57 By using a collaborative virtual prototyping environment, conceivably everybody in a manufacturing enterprise, including those at remote locations, can have access to live models, which incorporate real-time visualization, animation and functional simulation features. The idea is to improve communication by helping users better understand the numerous aspects of the design, such as clearances, how parts will move in relation to one another, collision avoidance, how people will interact with the product, and how assemblies will come together and be taken apart. Using a standard Web browser, technical and non-technical users throughout a corporation can participate in product reviews and have a more immediate influence on the product development process. With online design reviews, users can bring together their individual expertise in one collective interactive session to quickly identify and resolve product issues before costly redevelopment efforts are required. Division sees its UVP as being closer in characteristics to a physical prototype than a digital prototype. Some of the UVP's specific functions include: real-time event-based behaviors for functional simulation. a real-time, collaborative engineering environment that simultaneously accommodates multiple users at remote sites. intelligent assembly parts for optimizing designs that respond to user input and to the UVP environment. a scaleable architecture that addresses needs throughout the manufacturing enterprise. real-time animation for assembly/disassembly and maintainability studies. an open architecture to interface with CAD/CAM/CAE tools. When properly integrated with a product data management (PDM) system, Division's dVISE development tool can be automatically updated to ensure that users always have a current view of the UVP. Since dVISE is available as a Net-scape Navigator plug-in, the UVP can be accessed by remote users via a Web browser.
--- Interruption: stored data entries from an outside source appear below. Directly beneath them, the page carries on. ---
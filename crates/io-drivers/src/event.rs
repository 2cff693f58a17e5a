//! The currency between a driver and whatever owns real (or simulated)
//! hardware time: drivers never write to a pin directly, they describe
//! *when* a pin should change and hand that off to an [`EdgeSink`].
//! This keeps `io-drivers` ignorant of DMA, memory-mapped registers,
//! or any particular clock source.

/// A single pin transition scheduled for an absolute point in time
/// (seconds since the scheduler's epoch).
#[derive(Debug, Clone, Copy, PartialEq)]
pub struct OutputEvent {
    pub time: f64,
    pub pin: u8,
    pub level: bool,
}

impl OutputEvent {
    pub fn new(time: f64, pin: u8, level: bool) -> Self {
        OutputEvent { time, pin, level }
    }
}

/// Where a driver sends the edges it wants produced. Implemented by
/// the scheduler; drivers only ever see this trait, never a concrete
/// hardware handle.
pub trait EdgeSink {
    fn queue(&mut self, event: OutputEvent);

    /// A repeating square wave on `pin` starting now, with the given
    /// duty cycle (0.0-1.0) and period capped at `max_period` seconds.
    /// Implemented in terms of `queue` by most sinks, but kept as its
    /// own method so a hardware scheduler backed by a real PWM
    /// peripheral (see `hw-scheduler`) can route it there directly
    /// instead of expanding it into discrete edges.
    fn queue_pwm(&mut self, pin: u8, duty: f32, max_period: f32);
}

/// Where a driver reads the instantaneous state of an input pin. Kept
/// separate from `EdgeSink` because writing is scheduled ahead of time
/// while reading is always "now" — on real hardware this is a direct
/// memory-mapped GPIO level register read.
pub trait PinReader {
    fn read_digital(&self, pin: u8) -> bool;
}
58 The object oriented modeling and programming techniques are proposed for the development of VR environments and their interaction to the holonic control environments. A prototype test implementation has been performed in a FMS for demonstrating the various aspects of the holonic system. As the earlier step of developing and implementing the VR- based holonic design and operations of agile manufacturing systems, the concept and technologies were validated; the original objective was achieved, thus, paving the way for further development and application. However, this is an on-going work and therefore only preliminary results are presented. The overall holonic system framework has been also applied to an industrial case study in a die-casting manufacturing factory with another on-going study for solving various production planning, scheduling and process control issues in SMEs.

59 The VR operations environment constitutes a human system interface through which human users can feel free to add or delete any type of system entities. Once a system entity is added to the system, a new holonic agent is automatically created and registered to the cooperation domain. The relationship between the new added holon with other holons (i.e. inputs and outputs relations) will be updated into its knowledge base. Through the dynamic information exchange among holonic agents, the transport network of the entire system is stored in each individual holon and any change of the system layout can be detected and captured. The integration of holonic agent control system with the VR simulations forms a design and operations environment for various HMS operations, i.e. material handling, assembly, manufacturing. The human system interface of the platform is used to let user interactively change the system configuration and communicate with other holonic agents to adapt to the changing environment. In addition, the user can simulate several failures of system components and trace the reaction of holonic control for finding delivery routes, repairing workstations and dynamically updating the production schedules. The initial VR, function and control logic models of the virtual factory under study are evaluated, re-generated and instantly implemented into an already running system. The resulting model, which is iteratively upgraded, is verified in VR simulation environment and used to analyze the performance and agility of the desired manufacturing system.